# About this exercise:
Your answer should consist only of the lines below from the one with "#[derive(Debug)]" through the one with "pub fn advance(&self, by: Duration)", copied exactly.

** Opening Information given block **

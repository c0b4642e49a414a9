use std::fmt;

use chrono::{DateTime, Utc};
use serde::{Deserialize, Serialize};

/// Identifier of a registered patient, professional, or administrator.
#[derive(Debug, Clone, Copy, PartialEq, Eq, PartialOrd, Ord, Hash, Serialize, Deserialize)]
#[serde(transparent)]
pub struct UserId(pub u64);

/// Identifier of a lottery pool entry.
#[derive(Debug, Clone, Copy, PartialEq, Eq, PartialOrd, Ord, Hash, Serialize, Deserialize)]
#[serde(transparent)]
pub struct EnrollmentId(pub u64);

/// Identifier of a care engagement created by a draw.
#[derive(Debug, Clone, Copy, PartialEq, Eq, PartialOrd, Ord, Hash, Serialize, Deserialize)]
#[serde(transparent)]
pub struct EngagementId(pub u64);

impl fmt::Display for UserId {
    fn fmt(&self, f: &mut fmt::Formatter<'_>) -> fmt::Result {
        write!(f, "{}", self.0)
    }
}

impl fmt::Display for EnrollmentId {
    fn fmt(&self, f: &mut fmt::Formatter<'_>) -> fmt::Result {
        write!(f, "{}", self.0)
    }
}

impl fmt::Display for EngagementId {
    fn fmt(&self, f: &mut fmt::Formatter<'_>) -> fmt::Result {
        write!(f, "{}", self.0)
    }
}

/// Role claim carried by an authenticated identity.
#[derive(Debug, Clone, Copy, PartialEq, Eq, Hash, Serialize, Deserialize)]
#[serde(rename_all = "snake_case")]
pub enum Role {
    Patient,
    Professional,
    Admin,
}

impl Role {
    pub fn parse(value: &str) -> Option<Self> {
        match value.trim().to_ascii_lowercase().as_str() {
            "patient" | "paciente" => Some(Self::Patient),
            "professional" | "profissional" => Some(Self::Professional),
            "admin" => Some(Self::Admin),
            _ => None,
        }
    }

    pub const fn label(self) -> &'static str {
        match self {
            Role::Patient => "patient",
            Role::Professional => "professional",
            Role::Admin => "admin",
        }
    }
}

/// The authenticated caller of an operation.
#[derive(Debug, Clone, Copy, PartialEq, Eq, Serialize, Deserialize)]
pub struct Actor {
    pub id: UserId,
    pub role: Role,
}

impl Actor {
    pub const fn patient(id: u64) -> Self {
        Self {
            id: UserId(id),
            role: Role::Patient,
        }
    }

    pub const fn professional(id: u64) -> Self {
        Self {
            id: UserId(id),
            role: Role::Professional,
        }
    }

    pub const fn admin(id: u64) -> Self {
        Self {
            id: UserId(id),
            role: Role::Admin,
        }
    }
}

/// Body of an enrollment request. Missing fields deserialize as empty and are rejected later.
#[derive(Debug, Clone, Default, PartialEq, Eq, Serialize, Deserialize)]
pub struct EnrollmentRequest {
    #[serde(default)]
    pub state: String,
    #[serde(default)]
    pub municipality: String,
    #[serde(default)]
    pub specialty: String,
    #[serde(default)]
    pub description: String,
}

/// Status of a pool entry. Moves forward only; a requeue creates a new entry.
#[derive(Debug, Clone, Copy, PartialEq, Eq, Hash, Serialize, Deserialize)]
#[serde(rename_all = "snake_case")]
pub enum EnrollmentStatus {
    AwaitingDraw,
    DrawnInProgress,
    CancelledByPatient,
    CancelledByProfessional,
    CompletedByProfessional,
    Confirmed,
}

impl EnrollmentStatus {
    pub const ALL: [EnrollmentStatus; 6] = [
        EnrollmentStatus::AwaitingDraw,
        EnrollmentStatus::DrawnInProgress,
        EnrollmentStatus::CancelledByPatient,
        EnrollmentStatus::CancelledByProfessional,
        EnrollmentStatus::CompletedByProfessional,
        EnrollmentStatus::Confirmed,
    ];

    pub const fn code(self) -> &'static str {
        match self {
            EnrollmentStatus::AwaitingDraw => "awaiting_draw",
            EnrollmentStatus::DrawnInProgress => "drawn_in_progress",
            EnrollmentStatus::CancelledByPatient => "cancelled_by_patient",
            EnrollmentStatus::CancelledByProfessional => "cancelled_by_professional",
            EnrollmentStatus::CompletedByProfessional => "completed_by_professional",
            EnrollmentStatus::Confirmed => "confirmed",
        }
    }

    /// Open entries count against the one-active-enrollment-per-slot rule.
    pub const fn is_open(self) -> bool {
        matches!(
            self,
            EnrollmentStatus::AwaitingDraw | EnrollmentStatus::DrawnInProgress
        )
    }
}

/// A patient's standing request for a specialty in a location.
#[derive(Debug, Clone, PartialEq, Eq, Serialize, Deserialize)]
pub struct Enrollment {
    pub id: EnrollmentId,
    pub patient_id: UserId,
    pub professional_id: Option<UserId>,
    pub specialty: String,
    pub state: String,
    pub municipality: String,
    /// Need description frozen at enrollment time.
    pub description: String,
    pub status: EnrollmentStatus,
    pub enrolled_at: DateTime<Utc>,
    pub renewed_at: Option<DateTime<Utc>>,
    pub drawn_at: Option<DateTime<Utc>>,
    pub expires_at: Option<DateTime<Utc>>,
    pub cancelled_by_patient_at: Option<DateTime<Utc>>,
    pub cancelled_by_professional_at: Option<DateTime<Utc>>,
    pub finalized_at: Option<DateTime<Utc>>,
    pub origin_enrollment_id: Option<EnrollmentId>,
}

impl Enrollment {
    /// Entries without an expiry never lapse.
    pub fn is_unexpired(&self, now: DateTime<Utc>) -> bool {
        self.expires_at.map_or(true, |expires_at| expires_at > now)
    }

    pub fn occupies_slot(
        &self,
        patient_id: UserId,
        specialty: &str,
        state: &str,
        municipality: &str,
    ) -> bool {
        self.patient_id == patient_id
            && self.specialty == specialty
            && self.state == state
            && self.municipality == municipality
    }

    pub fn blocks_new_enrollment(&self, now: DateTime<Utc>) -> bool {
        self.status.is_open() && self.is_unexpired(now)
    }

    pub fn is_drawable(&self, now: DateTime<Utc>) -> bool {
        self.status == EnrollmentStatus::AwaitingDraw && self.is_unexpired(now)
    }
}

/// Status of an engagement between one patient and one professional.
#[derive(Debug, Clone, Copy, PartialEq, Eq, Hash, Serialize, Deserialize)]
#[serde(rename_all = "snake_case")]
pub enum EngagementStatus {
    Active,
    CompletedByProfessional,
    ConfirmedByPatient,
    CancelledByPatient,
    CancelledByProfessional,
    CompletedUnconfirmed,
}

impl EngagementStatus {
    pub const ALL: [EngagementStatus; 6] = [
        EngagementStatus::Active,
        EngagementStatus::CompletedByProfessional,
        EngagementStatus::ConfirmedByPatient,
        EngagementStatus::CancelledByPatient,
        EngagementStatus::CancelledByProfessional,
        EngagementStatus::CompletedUnconfirmed,
    ];

    pub const fn code(self) -> &'static str {
        match self {
            EngagementStatus::Active => "active",
            EngagementStatus::CompletedByProfessional => "completed_by_professional",
            EngagementStatus::ConfirmedByPatient => "confirmed_by_patient",
            EngagementStatus::CancelledByPatient => "cancelled_by_patient",
            EngagementStatus::CancelledByProfessional => "cancelled_by_professional",
            EngagementStatus::CompletedUnconfirmed => "completed_unconfirmed",
        }
    }

    pub const fn is_terminal(self) -> bool {
        !matches!(
            self,
            EngagementStatus::Active | EngagementStatus::CompletedByProfessional
        )
    }
}

/// An active or concluded care relationship created by a draw.
#[derive(Debug, Clone, PartialEq, Eq, Serialize, Deserialize)]
pub struct Engagement {
    pub id: EngagementId,
    /// Explicit link to the consumed pool entry. Older rows may lack it.
    #[serde(default)]
    pub enrollment_id: Option<EnrollmentId>,
    pub professional_id: UserId,
    pub patient_id: UserId,
    pub specialty: String,
    pub status: EngagementStatus,
    pub started_at: DateTime<Utc>,
    pub ended_at: Option<DateTime<Utc>>,
    pub cancellation_justification: Option<String>,
    pub confirmed_at: Option<DateTime<Utc>>,
}

impl Engagement {
    pub fn involves(&self, actor: &Actor) -> bool {
        match actor.role {
            Role::Patient => self.patient_id == actor.id,
            Role::Professional => self.professional_id == actor.id,
            Role::Admin => false,
        }
    }
}

/// Operations that move an enrollment or engagement between statuses.
#[derive(Debug, Clone, Copy, PartialEq, Eq, Serialize, Deserialize)]
#[serde(rename_all = "snake_case")]
pub enum StateAction {
    Renew,
    Withdraw,
    Cancel,
    Complete,
    Confirm,
}

impl fmt::Display for StateAction {
    fn fmt(&self, f: &mut fmt::Formatter<'_>) -> fmt::Result {
        let label = match self {
            StateAction::Renew => "renew",
            StateAction::Withdraw => "withdraw",
            StateAction::Cancel => "cancel",
            StateAction::Complete => "complete",
            StateAction::Confirm => "confirm",
        };
        f.write_str(label)
    }
}
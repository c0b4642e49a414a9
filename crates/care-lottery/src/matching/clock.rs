use std::sync::Mutex;

use chrono::{DateTime, Duration, Utc};

/// Source of "now" for expiry checks and timestamps.
pub trait Clock: Send + Sync {
    fn now(&self) -> DateTime<Utc>;
}

#[derive(Debug, Default, Clone, Copy)]
pub struct SystemClock;

impl Clock for SystemClock {
    fn now(&self) -> DateTime<Utc> {
        Utc::now()
    }
}

/// Clock that only moves when told to. Used by the demo and tests.
#[derive(Debug)]
pub struct ManualClock {
    current: Mutex<DateTime<Utc>>,
}

impl ManualClock {
    pub fn new(start: DateTime<Utc>) -> Self {
        Self {
            current: Mutex::new(start),
        }
    }

    pub fn advance(&self, by: Duration) {
        let mut current = self.current.lock().unwrap_or_else(|poisoned| poisoned.into_inner());
        *current += by;
    }
}

impl Clock for ManualClock {
    fn now(&self) -> DateTime<Utc> {
        *self.current.lock().unwrap_or_else(|poisoned| poisoned.into_inner())
    }
}
use std::sync::Arc;

use axum::{
    extract::{Path, State},
    http::StatusCode,
    response::{IntoResponse, Response},
    routing::{get, post, put},
    Json, Router,
};
use serde::Deserialize;
use serde_json::json;

use super::directory::IdentityDirectory;
use super::domain::{Actor, EngagementId, EnrollmentId, EnrollmentRequest};
use super::error::MatchingError;
use super::notify::Notifier;
use super::repository::MatchStore;
use super::service::MatchingService;
use super::views::{
    CancellationView, DrawView, EngagementDetailView, EngagementSummaryView, EnrollmentView,
};

type SharedService<S, D, N> = Arc<MatchingService<S, D, N>>;

/// Body of an engagement cancellation.
#[derive(Debug, Clone, Default, Deserialize)]
pub struct CancellationRequest {
    #[serde(default)]
    pub justification: String,
}

/// Router builder exposing the enrollment, draw, and engagement endpoints.
pub fn matching_router<S, D, N>(service: SharedService<S, D, N>) -> Router
where
    S: MatchStore + 'static,
    D: IdentityDirectory + 'static,
    N: Notifier + 'static,
{
    Router::new()
        .route(
            "/api/v1/enroll",
            post(enroll_handler::<S, D, N>).get(awaiting_handler::<S, D, N>),
        )
        .route("/api/v1/enroll/:id", get(enrollment_handler::<S, D, N>))
        .route("/api/v1/enroll/:id/renew", put(renew_handler::<S, D, N>))
        .route(
            "/api/v1/enroll/:id/cancel",
            put(withdraw_handler::<S, D, N>),
        )
        .route("/api/v1/draw", get(draw_handler::<S, D, N>))
        .route("/api/v1/engagement", get(engagements_handler::<S, D, N>))
        .route(
            "/api/v1/engagement/:id",
            get(engagement_handler::<S, D, N>),
        )
        .route(
            "/api/v1/engagement/:id/cancel",
            put(cancel_engagement_handler::<S, D, N>),
        )
        .route(
            "/api/v1/engagement/:id/complete",
            put(complete_engagement_handler::<S, D, N>),
        )
        .route(
            "/api/v1/engagement/:id/confirm",
            post(confirm_engagement_handler::<S, D, N>),
        )
        .route("/api/v1/admin/sweep", post(sweep_handler::<S, D, N>))
        .with_state(service)
}

fn failure(error: MatchingError) -> Response {
    let payload = json!({
        "error": error.public_message(),
    });
    (error.status_code(), Json(payload)).into_response()
}

pub(crate) async fn enroll_handler<S, D, N>(
    State(service): State<SharedService<S, D, N>>,
    actor: Actor,
    Json(request): Json<EnrollmentRequest>,
) -> Response
where
    S: MatchStore + 'static,
    D: IdentityDirectory + 'static,
    N: Notifier + 'static,
{
    match service.enroll(&actor, &request) {
        Ok(enrollment) => {
            let view = EnrollmentView::new(&enrollment, service.labels());
            (StatusCode::CREATED, Json(view)).into_response()
        }
        Err(error) => failure(error),
    }
}

pub(crate) async fn awaiting_handler<S, D, N>(
    State(service): State<SharedService<S, D, N>>,
    actor: Actor,
) -> Response
where
    S: MatchStore + 'static,
    D: IdentityDirectory + 'static,
    N: Notifier + 'static,
{
    match service.awaiting_enrollments(&actor) {
        Ok(enrollments) => {
            let views: Vec<EnrollmentView> = enrollments
                .iter()
                .map(|enrollment| EnrollmentView::new(enrollment, service.labels()))
                .collect();
            (StatusCode::OK, Json(views)).into_response()
        }
        Err(error) => failure(error),
    }
}

pub(crate) async fn enrollment_handler<S, D, N>(
    State(service): State<SharedService<S, D, N>>,
    actor: Actor,
    Path(id): Path<u64>,
) -> Response
where
    S: MatchStore + 'static,
    D: IdentityDirectory + 'static,
    N: Notifier + 'static,
{
    match service.enrollment(&actor, EnrollmentId(id)) {
        Ok(enrollment) => {
            let view = EnrollmentView::new(&enrollment, service.labels());
            (StatusCode::OK, Json(view)).into_response()
        }
        Err(error) => failure(error),
    }
}

pub(crate) async fn renew_handler<S, D, N>(
    State(service): State<SharedService<S, D, N>>,
    actor: Actor,
    Path(id): Path<u64>,
) -> Response
where
    S: MatchStore + 'static,
    D: IdentityDirectory + 'static,
    N: Notifier + 'static,
{
    match service.renew_enrollment(&actor, EnrollmentId(id)) {
        Ok(enrollment) => {
            let view = EnrollmentView::new(&enrollment, service.labels());
            (StatusCode::OK, Json(view)).into_response()
        }
        Err(error) => failure(error),
    }
}

pub(crate) async fn withdraw_handler<S, D, N>(
    State(service): State<SharedService<S, D, N>>,
    actor: Actor,
    Path(id): Path<u64>,
) -> Response
where
    S: MatchStore + 'static,
    D: IdentityDirectory + 'static,
    N: Notifier + 'static,
{
    match service.withdraw_enrollment(&actor, EnrollmentId(id)) {
        Ok(enrollment) => {
            let view = EnrollmentView::new(&enrollment, service.labels());
            (StatusCode::OK, Json(view)).into_response()
        }
        Err(error) => failure(error),
    }
}

pub(crate) async fn draw_handler<S, D, N>(
    State(service): State<SharedService<S, D, N>>,
    actor: Actor,
) -> Response
where
    S: MatchStore + 'static,
    D: IdentityDirectory + 'static,
    N: Notifier + 'static,
{
    match service.draw(&actor) {
        Ok(outcome) => {
            let view = DrawView::new(&outcome, service.labels());
            (StatusCode::OK, Json(view)).into_response()
        }
        Err(error) => failure(error),
    }
}

pub(crate) async fn engagements_handler<S, D, N>(
    State(service): State<SharedService<S, D, N>>,
    actor: Actor,
) -> Response
where
    S: MatchStore + 'static,
    D: IdentityDirectory + 'static,
    N: Notifier + 'static,
{
    match service.engagements(&actor) {
        Ok(summaries) => {
            let views: Vec<EngagementSummaryView> = summaries
                .iter()
                .map(|summary| EngagementSummaryView::new(summary, service.labels()))
                .collect();
            (StatusCode::OK, Json(views)).into_response()
        }
        Err(error) => failure(error),
    }
}

pub(crate) async fn engagement_handler<S, D, N>(
    State(service): State<SharedService<S, D, N>>,
    actor: Actor,
    Path(id): Path<u64>,
) -> Response
where
    S: MatchStore + 'static,
    D: IdentityDirectory + 'static,
    N: Notifier + 'static,
{
    match service.engagement(&actor, EngagementId(id)) {
        Ok(detail) => {
            let view = EngagementDetailView::new(&detail, service.labels());
            (StatusCode::OK, Json(view)).into_response()
        }
        Err(error) => failure(error),
    }
}

pub(crate) async fn cancel_engagement_handler<S, D, N>(
    State(service): State<SharedService<S, D, N>>,
    actor: Actor,
    Path(id): Path<u64>,
    Json(request): Json<CancellationRequest>,
) -> Response
where
    S: MatchStore + 'static,
    D: IdentityDirectory + 'static,
    N: Notifier + 'static,
{
    match service.cancel_engagement(&actor, EngagementId(id), &request.justification) {
        Ok(outcome) => {
            let view = CancellationView::new(&outcome, service.labels());
            (StatusCode::OK, Json(view)).into_response()
        }
        Err(error) => failure(error),
    }
}

pub(crate) async fn complete_engagement_handler<S, D, N>(
    State(service): State<SharedService<S, D, N>>,
    actor: Actor,
    Path(id): Path<u64>,
) -> Response
where
    S: MatchStore + 'static,
    D: IdentityDirectory + 'static,
    N: Notifier + 'static,
{
    match service.complete_engagement(&actor, EngagementId(id)) {
        Ok(engagement) => {
            let view = EngagementSummaryView::bare(&engagement, service.labels());
            (StatusCode::OK, Json(view)).into_response()
        }
        Err(error) => failure(error),
    }
}

pub(crate) async fn confirm_engagement_handler<S, D, N>(
    State(service): State<SharedService<S, D, N>>,
    actor: Actor,
    Path(id): Path<u64>,
) -> Response
where
    S: MatchStore + 'static,
    D: IdentityDirectory + 'static,
    N: Notifier + 'static,
{
    match service.confirm_engagement(&actor, EngagementId(id)) {
        Ok(engagement) => {
            let view = EngagementSummaryView::bare(&engagement, service.labels());
            (StatusCode::OK, Json(view)).into_response()
        }
        Err(error) => failure(error),
    }
}

pub(crate) async fn sweep_handler<S, D, N>(
    State(service): State<SharedService<S, D, N>>,
    actor: Actor,
) -> Response
where
    S: MatchStore + 'static,
    D: IdentityDirectory + 'static,
    N: Notifier + 'static,
{
    match service.sweep_unconfirmed(&actor) {
        Ok(report) => (StatusCode::OK, Json(report)).into_response(),
        Err(error) => failure(error),
    }
}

** Closing Information given block **

# Answer box:
#[derive(Debug)]
pub struct ManualClock {
    current: Mutex<DateTime<Utc>>,
}

impl ManualClock {
    pub fn new(start: DateTime<Utc>) -> Self {
        Self {
            current: Mutex::new(start),
        }
    }

    pub fn advance(&self, by: Duration) {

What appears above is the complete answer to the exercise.